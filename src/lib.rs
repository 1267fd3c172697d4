//! shutterd - window shutter control daemon
//!
//! Once per polling cycle the controller decides a position for every
//! motorized shutter from sun geometry, outside temperature and brightness,
//! per-window actuator calibration, remote activity flags, and detected
//! manual operation.

pub mod brightness;
pub mod calibration;
pub mod config;
pub mod controller;
pub mod daemon;
pub mod device;
pub mod error;
pub mod forecast;
pub mod horizon;
pub mod logging;
pub mod manual;
pub mod overrides;
pub mod solar;
pub mod temperature;

use std::cell::Cell;
use std::time::Duration;

/// Longest single sleep of the main loop; signals are checked in between.
pub const SLEEP_SLICE_SEC: u64 = 1;

/// Refuse to read state files larger than this
pub const MAX_STATE_FILE_BYTES: u64 = 4 * 1024 * 1024;

// Time helpers

pub fn now_epoch() -> i64 {
    unsafe { libc::time(std::ptr::null_mut()) as i64 }
}

#[derive(Debug, Clone, Copy, PartialEq, Eq)]
pub struct LocalTime {
    pub year: i32,
    pub month: i32,
    pub day: i32,
    pub hour: i32,
    pub min: i32,
    pub sec: i32,
    /// Monday = 0 .. Sunday = 6
    pub weekday: u8,
}

impl LocalTime {
    /// Civil hour with fraction, e.g. 6.5 for 06:30
    pub fn hour_f64(&self) -> f64 {
        self.hour as f64 + self.min as f64 / 60.0 + self.sec as f64 / 3600.0
    }
}

pub fn local_time(epoch: i64) -> LocalTime {
    let mut tm: libc::tm = unsafe { std::mem::zeroed() };
    let t = epoch as libc::time_t;
    unsafe { libc::localtime_r(&t, &mut tm) };
    LocalTime {
        year: tm.tm_year + 1900,
        month: tm.tm_mon + 1,
        day: tm.tm_mday,
        hour: tm.tm_hour,
        min: tm.tm_min,
        sec: tm.tm_sec,
        weekday: ((tm.tm_wday + 6) % 7) as u8,
    }
}

/// Epoch of the most recent local midnight at or before `epoch`.
pub fn local_midnight(epoch: i64) -> i64 {
    let mut tm: libc::tm = unsafe { std::mem::zeroed() };
    let t = epoch as libc::time_t;
    unsafe { libc::localtime_r(&t, &mut tm) };
    tm.tm_hour = 0;
    tm.tm_min = 0;
    tm.tm_sec = 0;
    tm.tm_isdst = -1;
    let midnight = unsafe { libc::mktime(&mut tm) } as i64;
    if midnight < 0 {
        epoch - epoch.rem_euclid(86400)
    } else {
        midnight
    }
}

/// Hours since local mean-solar midnight, `utc_shift` = longitude / 15.
pub fn local_solar_hour(epoch: i64, utc_shift: f64) -> f64 {
    (epoch as f64 / 3600.0 + utc_shift).rem_euclid(24.0)
}

/// Source of time for the control loop.
pub trait Clock {
    fn now(&self) -> i64;
    fn sleep(&self, seconds: f64);
}

pub struct SystemClock;

impl Clock for SystemClock {
    fn now(&self) -> i64 {
        now_epoch()
    }

    fn sleep(&self, seconds: f64) {
        if seconds > 0.0 {
            std::thread::sleep(Duration::from_secs_f64(seconds));
        }
    }
}

/// Clock that only moves when slept on or advanced, for driving cycles
/// in tests.
#[derive(Debug, Default)]
pub struct ManualClock {
    now: Cell<i64>,
    slept: Cell<f64>,
}

impl ManualClock {
    pub fn new(start: i64) -> Self {
        Self {
            now: Cell::new(start),
            slept: Cell::new(0.0),
        }
    }

    pub fn advance(&self, seconds: i64) {
        self.now.set(self.now.get() + seconds);
    }

    /// Total time spent in `sleep`
    pub fn slept(&self) -> f64 {
        self.slept.get()
    }
}

impl Clock for ManualClock {
    fn now(&self) -> i64 {
        self.now.get()
    }

    fn sleep(&self, seconds: f64) {
        if seconds > 0.0 {
            self.slept.set(self.slept.get() + seconds);
            self.now.set(self.now.get() + seconds.round() as i64);
        }
    }
}

impl<C: Clock + ?Sized> Clock for std::rc::Rc<C> {
    fn now(&self) -> i64 {
        (**self).now()
    }

    fn sleep(&self, seconds: f64) {
        (**self).sleep(seconds)
    }
}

**Task item**
Every line in the data above that includes the word "impl" should be copied.

**Result of the exercise**
impl LocalTime {
impl Clock for SystemClock {
impl ManualClock {
impl Clock for ManualClock {
impl<C: Clock + ?Sized> Clock for std::rc::Rc<C> {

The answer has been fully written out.